Die Krise der bürgerlichen Ideologie und des Opportunismus

Die Krise der bürgerlichen Ideologie und des Opportunismus

Für alle, die sich aktuellen Fragen weltanschaulich nähern wollen

Ein Leser schrieb an die Redaktion des theoretischen Organs der MLPD, REVOLUTIONÄRER WEG, zum aktuellen Buch von Stefan Engel „Die Krise der bürgerlichen Ideologie und des Opportunismus“.

Korrespondenz

"Das Buch 'Krise der bürgerlichen Ideologie und des Opportunismus' empfehle ich allen Leserinnen und Lesern, die sich den aktuellen Fragen unserer Gesellschaft und unseres Planeten von der Seite der Weltanschauung her nähern wollen.

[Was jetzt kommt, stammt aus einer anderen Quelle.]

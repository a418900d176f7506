use std::fs::{File, OpenOptions};
use std::path::Path;
use std::thread;
use std::time::Duration;

use reqwest::StatusCode;
use reqwest::blocking::{Client, RequestBuilder, Response};
use reqwest::header::{HeaderMap, HeaderValue, RANGE, USER_AGENT};
use tracing::{debug, warn};

use crate::error::TerraError;

/// Moves remote bytes into a local file. Implementations append to `dest`
/// starting at byte `resume_from` and return the file's length afterwards.
pub trait Transport: Send + Sync {
    fn fetch(&self, url: &str, dest: &Path, resume_from: u64) -> Result<u64, TerraError>;
}

impl<T: Transport + ?Sized> Transport for &T {
    fn fetch(&self, url: &str, dest: &Path, resume_from: u64) -> Result<u64, TerraError> {
        (**self).fetch(url, dest, resume_from)
    }
}

#[derive(Debug, Clone)]
pub struct Credentials {
    pub username: String,
    pub password: String,
}

#[derive(Debug, Clone)]
pub struct TransportOptions {
    pub retries: usize,
    pub backoff: Duration,
    pub timeout: Duration,
    pub credentials: Option<Credentials>,
}

impl Default for TransportOptions {
    fn default() -> Self {
        Self {
            retries: 3,
            backoff: Duration::from_millis(500),
            timeout: Duration::from_secs(300),
            credentials: None,
        }
    }
}

pub struct HttpTransport {
    client: Client,
    options: TransportOptions,
}

impl HttpTransport {
    pub fn new(options: TransportOptions) -> Result<Self, TerraError> {
        let mut headers = HeaderMap::new();
        headers.insert(
            USER_AGENT,
            HeaderValue::from_str(&format!("terra-dm/{}", env!("CARGO_PKG_VERSION")))
                .map_err(|err| TerraError::Transfer(err.to_string()))?,
        );
        let client = Client::builder()
            .default_headers(headers)
            .timeout(options.timeout)
            .build()
            .map_err(|err| TerraError::Transfer(err.to_string()))?;
        Ok(Self { client, options })
    }

    fn send_with_retries<F>(&self, mut make_req: F) -> Result<Response, TerraError>
    where
        F: FnMut() -> RequestBuilder,
    {
        let mut attempt = 0usize;
        loop {
            let mut request = make_req();
            if let Some(creds) = &self.options.credentials {
                request = request.basic_auth(&creds.username, Some(&creds.password));
            }
            match request.send() {
                Ok(resp) => {
                    let status = resp.status().as_u16();
                    if attempt < self.options.retries && is_retryable_status(status) {
                        warn!(status, attempt, "retryable status from server");
                        self.pause(attempt);
                        attempt += 1;
                        continue;
                    }
                    return Ok(resp);
                }
                Err(err) => {
                    if attempt < self.options.retries && is_retryable_error(&err) {
                        warn!(error = %err, attempt, "transfer attempt failed; retrying");
                        self.pause(attempt);
                        attempt += 1;
                        continue;
                    }
                    return Err(TerraError::Transfer(err.to_string()));
                }
            }
        }
    }

    fn pause(&self, attempt: usize) {
        thread::sleep(self.options.backoff * (attempt as u32 + 1));
    }
}

impl Transport for HttpTransport {
    fn fetch(&self, url: &str, dest: &Path, resume_from: u64) -> Result<u64, TerraError> {
        let mut response = self.send_with_retries(|| {
            let request = self.client.get(url);
            if resume_from > 0 {
                request.header(RANGE, format!("bytes={resume_from}-"))
            } else {
                request
            }
        })?;

        let status = response.status();
        let mut file = match write_mode(status) {
            Some(WriteMode::Append) => {
                debug!(url, resume_from, "resuming transfer");
                OpenOptions::new()
                    .append(true)
                    .create(true)
                    .open(dest)
                    .map_err(|err| TerraError::Filesystem(format!("{}: {err}", dest.display())))?
            }
            Some(WriteMode::Complete) => return file_len(dest),
            Some(WriteMode::Truncate) => {
                if resume_from > 0 {
                    debug!(url, resume_from, "server ignored range; restarting transfer");
                }
                File::create(dest)
                    .map_err(|err| TerraError::Filesystem(format!("{}: {err}", dest.display())))?
            }
            None => {
                let message = response
                    .text()
                    .unwrap_or_else(|_| "download request failed".to_string());
                return Err(TerraError::ProviderStatus {
                    status: status.as_u16(),
                    message,
                });
            }
        };
        std::io::copy(&mut response, &mut file)
            .map_err(|err| TerraError::Transfer(format!("{url}: {err}")))?;
        file.sync_all()
            .map_err(|err| TerraError::Filesystem(format!("{}: {err}", dest.display())))?;
        file_len(dest)
    }
}

/// How a response body lands in the part file.
#[derive(Debug, Clone, Copy, PartialEq, Eq)]
enum WriteMode {
    /// 206: the body continues from the requested offset.
    Append,
    /// Any other 2xx: the server sent the whole file.
    Truncate,
    /// 416: nothing left past the offset.
    Complete,
}

fn write_mode(status: StatusCode) -> Option<WriteMode> {
    match status {
        StatusCode::PARTIAL_CONTENT => Some(WriteMode::Append),
        StatusCode::RANGE_NOT_SATISFIABLE => Some(WriteMode::Complete),
        status if status.is_success() => Some(WriteMode::Truncate),
        _ => None,
    }
}

fn file_len(path: &Path) -> Result<u64, TerraError> {
    std::fs::metadata(path)
        .map(|meta| meta.len())
        .map_err(|err| TerraError::Filesystem(format!("{}: {err}", path.display())))
}

fn is_retryable_status(status: u16) -> bool {
    matches!(status, 429 | 500 | 502 | 503 | 504)
}

fn is_retryable_error(err: &reqwest::Error) -> bool {
    err.is_timeout() || err.is_connect() || err.is_request() || err.is_body()
}

#[cfg(test)]
mod tests {
    use std::io::{Read, Write};
    use std::net::TcpListener;
    use std::thread::JoinHandle;

    use assert_matches::assert_matches;

    use super::*;

    #[test]
    fn retryable_statuses() {
        assert!(is_retryable_status(503));
        assert!(is_retryable_status(429));
        assert!(!is_retryable_status(404));
        assert!(!is_retryable_status(206));
    }

    #[test]
    fn status_decides_how_the_part_file_is_written() {
        assert_eq!(write_mode(StatusCode::PARTIAL_CONTENT), Some(WriteMode::Append));
        assert_eq!(write_mode(StatusCode::OK), Some(WriteMode::Truncate));
        assert_eq!(write_mode(StatusCode::RANGE_NOT_SATISFIABLE), Some(WriteMode::Complete));
        assert_eq!(write_mode(StatusCode::NOT_FOUND), None);
        assert_eq!(write_mode(StatusCode::FOUND), None);
    }

    /// Answers a single request with a canned reply and hands back the
    /// request head it received.
    fn serve_once(status_line: &'static str, body: &'static [u8]) -> (String, JoinHandle<String>) {
        let listener = TcpListener::bind("127.0.0.1:0").unwrap();
        let url = format!("http://{}/scene.h5", listener.local_addr().unwrap());
        let handle = thread::spawn(move || {
            let (mut stream, _) = listener.accept().unwrap();
            let mut head = Vec::new();
            let mut buf = [0u8; 1024];
            while !head.windows(4).any(|w| w == b"\r\n\r\n") {
                let read = stream.read(&mut buf).unwrap();
                if read == 0 {
                    break;
                }
                head.extend_from_slice(&buf[..read]);
            }
            let reply = format!(
                "HTTP/1.1 {status_line}\r\ncontent-length: {}\r\nconnection: close\r\n\r\n",
                body.len()
            );
            stream.write_all(reply.as_bytes()).unwrap();
            stream.write_all(body).unwrap();
            String::from_utf8_lossy(&head).to_ascii_lowercase()
        });
        (url, handle)
    }

    fn transport() -> HttpTransport {
        HttpTransport::new(TransportOptions {
            retries: 0,
            timeout: Duration::from_secs(10),
            ..TransportOptions::default()
        })
        .unwrap()
    }

    #[test]
    fn partial_content_is_appended_after_the_offset() {
        let dir = tempfile::tempdir().unwrap();
        let part = dir.path().join("scene.h5.part");
        std::fs::write(&part, b"hello").unwrap();

        let (url, server) = serve_once("206 Partial Content", b" world");
        assert_eq!(transport().fetch(&url, &part, 5).unwrap(), 11);
        assert!(server.join().unwrap().contains("range: bytes=5-"));
        assert_eq!(std::fs::read(&part).unwrap(), b"hello world");
    }

    #[test]
    fn full_reply_to_a_range_request_replaces_the_part_file() {
        let dir = tempfile::tempdir().unwrap();
        let part = dir.path().join("scene.h5.part");
        std::fs::write(&part, b"hello").unwrap();

        let (url, server) = serve_once("200 OK", b"hello world");
        assert_eq!(transport().fetch(&url, &part, 5).unwrap(), 11);
        server.join().unwrap();
        assert_eq!(std::fs::read(&part).unwrap(), b"hello world");
    }

    #[test]
    fn fresh_fetch_sends_no_range() {
        let dir = tempfile::tempdir().unwrap();
        let part = dir.path().join("scene.h5.part");

        let (url, server) = serve_once("200 OK", b"hello world");
        assert_eq!(transport().fetch(&url, &part, 0).unwrap(), 11);
        assert!(!server.join().unwrap().contains("range:"));
        assert_eq!(std::fs::read(&part).unwrap(), b"hello world");
    }

    #[test]
    fn unsatisfiable_range_leaves_the_part_file_as_is() {
        let dir = tempfile::tempdir().unwrap();
        let part = dir.path().join("scene.h5.part");
        std::fs::write(&part, b"hello world").unwrap();

        let (url, server) = serve_once("416 Range Not Satisfiable", b"");
        assert_eq!(transport().fetch(&url, &part, 11).unwrap(), 11);
        server.join().unwrap();
        assert_eq!(std::fs::read(&part).unwrap(), b"hello world");
    }

    #[test]
    fn error_status_keeps_partial_bytes() {
        let dir = tempfile::tempdir().unwrap();
        let part = dir.path().join("scene.h5.part");
        std::fs::write(&part, b"hello").unwrap();

        let (url, server) = serve_once("404 Not Found", b"no such granule");
        assert_matches!(
            transport().fetch(&url, &part, 5),
            Err(TerraError::ProviderStatus { status: 404, message }) if message == "no such granule"
        );
        server.join().unwrap();
        assert_eq!(std::fs::read(&part).unwrap(), b"hello");
    }
}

Das Buch ist eine Herausforderung dafür, wo wir gehen und stehen, uns in die weltanschauliche Auseinandersetzung über unser aller Zukunft zu stürzen. Der Autor, nicht nur bekennender, sondern äußerst aktiver Marxist-Leninist, lässt Philosophen und andere 'Vordenker' mit Rang und Namen ihre Sicht der Dinge darlegen.

 

Von offenen Verfechtern des Neoliberalismus wie Francis Fukuyama, bis hin zu pseudokapitalismuskritischen Menschen wie Karl Popper. Dann werden ihre Theorien samt und sonders anhand der Wirklichkeit mit großer Sachkenntnis und nicht selten mit unverhohlenem Spott zerlegt. Etwa zur versprochenen 'globalen Sozialpolitik' wird polemisiert: 'Die Seifenoper wird zur Tragödie! Angesichts des Jahrzehnte anhaltenden Abbaus sozialer Errungenschaften in den meisten Ländern der Welt, 811 Millionen hungernder und mehr als zwei Milliarden unterernährter Menschen, von einem 'weiteren Ausbau globaler Sozialpolitik' zu schwadronieren, gleicht dem Ausspruch des Kapitäns eines auf den Meeresgrund sinkenden Schiffs, nun sei wieder Land in Sicht.“ (S. 22f)

 

Vorzüglich gelingt es dem Autor, die verschiedensten bürgerlichen und kleinbürgerlichen Theorien des Opportunismus zu überführen. ... Passend wird hier Lenin zitiert: Der Opportunismus, der "die beständigen und dauernden Interessen des Proletariats seinen Pseudo- und Augenblicksinteressen« opfert." Das Buch legt in lebendigen Bildern die unerwartete Vielfalt des Postmodernismus dar. Und es widerlegt überzeugend dessen Hauptanliegen, die Arbeiterklasse als Hauptkraft der gesellschaftlichen revolutionären Veränderung durch verschiedenste andere Akteure ersetzen zu wollen. Weiter entwickelt das Buch einen Roten Faden der Orientierung durch das Dickicht der verschiedensten pseudolinken Strömungen. ...

 

Die Leserin und der Leser kann der Logik des Buches folgend erkennen: Die allseitige Krisenhaftigkeit des imperialistischen Weltsystems hat längst auch den Überbau, die Ideologie des Kapitalismus erfasst.  ... Zu guter Letzt sei das Buch auch allen empfohlen, die sich über eine gute wissenschaftliche Polemik freuen und gerne auch über sich selber nachdenken, wenn sie sich in der Polemik selbst erkennen."